Procédure devant la cour :
Par une requête enregistrée le 27 février 2020, M. D..., représenté par Me Breillat, demande à la cour :
1°) d'annuler ce jugement ;
2°) d'annuler cet arrêté du 30 janvier 2020 de la préfète de la Vienne ;
3°) d'enjoindre, à titre principal, à la préfète de la Vienne de lui délivrer un certificat de résidence dans le délai d'un mois à compter de l'arrêt à intervenir sous astreinte de 100 euros par jour de retard et, à titre subsidiaire, de lui délivrer une autorisation provisoire de séjour dans un délai de quinze jours à compter de la notification de l'arrêt à intervenir sous astreinte de 100 euros par jour de retard jusqu'à ce que l'autorité administrative ait statué sur sa situation administrative ;
4°) de mettre à la charge de l'Etat la somme de 2 000 euros au titre des dispositions de l'article L 761-1 du code de justice administrative et des articles 35 et 37 de la loi du 10 juillet 1991 relative à l'aide juridique.
Il soutient que :
En ce qui concerne la décision portant refus de délivrance d'un titre de séjour :
- elle est entachée d'incompétence ;
- elle est insuffisamment motivée ;
- l'autorité administrative n'a pas procédé à un examen particulier de sa situation personnelle ;
- elle méconnaît l'article 6-5 de l'accord franco-algérien et l'article 8 de la convention européenne de sauvegarde des droits de l'Homme et des libertés fondamentales.
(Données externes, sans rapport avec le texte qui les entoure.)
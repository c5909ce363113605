// =============================================================================
// Token Tracker (C4)
// =============================================================================
//
// The sole place pricing decisions are made (spec §4.4). Wraps the `pricing`
// and `token_usage` tables written in `db/pricing.rs` / `db/token_usage.rs`
// with the cost-computation and idempotent-insert contract the rest of the
// engine depends on.

use tracing::warn;
use uuid::Uuid;

use crate::db::models::TokenUsage;
use crate::db::Db;
use crate::error::AppResult;
use crate::types::RequestKind;

/// Raw usage observed by the LLM Dispatcher, ahead of cost computation.
pub struct UsageEvent {
    pub owner_id: String,
    pub bot_id: String,
    pub provider_id: String,
    pub provider_variant: String,
    pub request_kind: RequestKind,
    pub input_tokens: u64,
    pub output_tokens: u64,
    pub model: String,
    pub latency_ms: u64,
    pub timestamp: String,
}

pub struct TokenTracker {
    db: Db,
}

impl TokenTracker {
    pub fn new(db: Db) -> Self {
        Self { db }
    }

    /// Inserts a usage row with its cost computed from the active pricing
    /// row for `event.provider_variant`. If no pricing row exists, cost is
    /// zero and a warning is logged — the usage row is still written (spec
    /// §4.4).
    pub async fn track(&self, event: UsageEvent) -> AppResult<TokenUsage> {
        let cost_minor_units = match self.db.get_pricing(&event.provider_variant).await? {
            Some(pricing) => compute_cost_minor_units(
                event.input_tokens,
                event.output_tokens,
                pricing.input_price_per_million,
                pricing.output_price_per_million,
                pricing.markup_pct,
            ),
            None => {
                warn!(
                    provider_variant = %event.provider_variant,
                    "no pricing row for provider variant; recording zero-cost usage"
                );
                0
            }
        };

        let row = TokenUsage {
            id: Uuid::new_v4().to_string(),
            owner_id: event.owner_id,
            bot_id: event.bot_id,
            provider_id: event.provider_id,
            request_kind: event.request_kind,
            input_tokens: event.input_tokens,
            output_tokens: event.output_tokens,
            cost_minor_units,
            model: event.model,
            latency_ms: event.latency_ms,
            reported_to_biller: false,
            timestamp: event.timestamp,
        };

        self.db.insert_token_usage(&row).await?;
        Ok(row)
    }

    pub async fn usage_for_period(
        &self,
        owner_id: &str,
        from: &str,
        to: &str,
    ) -> AppResult<Vec<TokenUsage>> {
        Ok(self.db.usage_for_period(owner_id, from, to).await?)
    }

    pub async fn unreported_usage(&self, owner_id: &str) -> AppResult<Vec<TokenUsage>> {
        Ok(self.db.unreported_usage(owner_id).await?)
    }

    pub async fn mark_reported(&self, ids: &[String]) -> AppResult<()> {
        Ok(self.db.mark_reported(ids).await?)
    }
}

/// `(input_tokens * input_price + output_tokens * output_price) / 1_000_000`,
/// marked up by `markup_pct`, rounded up to the nearest minor currency unit.
fn compute_cost_minor_units(
    input_tokens: u64,
    output_tokens: u64,
    input_price_per_million: f64,
    output_price_per_million: f64,
    markup_pct: f64,
) -> i64 {
    let base = (input_tokens as f64) * input_price_per_million / 1_000_000.0
        + (output_tokens as f64) * output_price_per_million / 1_000_000.0;
    let marked_up = base * (1.0 + markup_pct / 100.0);
    marked_up.ceil() as i64
}

#[cfg(test)]
mod tests {
    use super::*;
    use crate::db::pricing::PricingRow;

    #[test]
    fn compute_cost_applies_markup_and_rounds_up() {
        let cost = compute_cost_minor_units(1_000_000, 0, 10.0, 0.0, 0.0);
        assert_eq!(cost, 10);

        let cost_with_markup = compute_cost_minor_units(1_000_000, 0, 10.0, 0.0, 10.0);
        assert_eq!(cost_with_markup, 11);
    }

    #[test]
    fn compute_cost_rounds_fractional_units_up() {
        // 100 input tokens at $10/million => 0.001 minor units, rounds up to 1.
        let cost = compute_cost_minor_units(100, 0, 10.0, 0.0, 0.0);
        assert_eq!(cost, 1);
    }

    #[tokio::test]
    async fn track_with_no_pricing_row_records_zero_cost() {
        let (db, _tmp) = crate::db::test_db();
        let tracker = TokenTracker::new(db);
        let row = tracker
            .track(UsageEvent {
                owner_id: "u1".into(),
                bot_id: "b1".into(),
                provider_id: "p1".into(),
                provider_variant: "openai".into(),
                request_kind: RequestKind::Decision,
                input_tokens: 100,
                output_tokens: 50,
                model: "gpt-test".into(),
                latency_ms: 42,
                timestamp: "2026-07-26T00:00:00Z".into(),
            })
            .await
            .unwrap();
        assert_eq!(row.cost_minor_units, 0);
    }

    #[tokio::test]
    async fn track_applies_pricing_row() {
        let (db, _tmp) = crate::db::test_db();
        db.upsert_pricing(
            "openai",
            PricingRow {
                input_price_per_million: 10.0,
                output_price_per_million: 30.0,
                markup_pct: 0.0,
            },
        )
        .await
        .unwrap();

        let tracker = TokenTracker::new(db);
        let row = tracker
            .track(UsageEvent {
                owner_id: "u1".into(),
                bot_id: "b1".into(),
                provider_id: "p1".into(),
                provider_variant: "openai".into(),
                request_kind: RequestKind::Decision,
                input_tokens: 1_000_000,
                output_tokens: 1_000_000,
                model: "gpt-test".into(),
                latency_ms: 10,
                timestamp: "2026-07-26T00:00:00Z".into(),
            })
            .await
            .unwrap();
        assert_eq!(row.cost_minor_units, 40);
    }
}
En ce qui concerne l'obligation de quitter le territoire français :
- l'illégalité de la décision portant refus de séjour entraînera par voie de conséquence l'annulation de la décision portant obligation de quitter le territoire ;
- elle méconnaît l'article 8 de la convention européenne de sauvegarde des droits de l'Homme et des libertés fondamentales.
Par un mémoire enregistré le 4 septembre 2020, la préfète de la Vienne demande à la cour de rejeter la requête de M. D....
Elle soutient qu'aucun moyen n'est fondé.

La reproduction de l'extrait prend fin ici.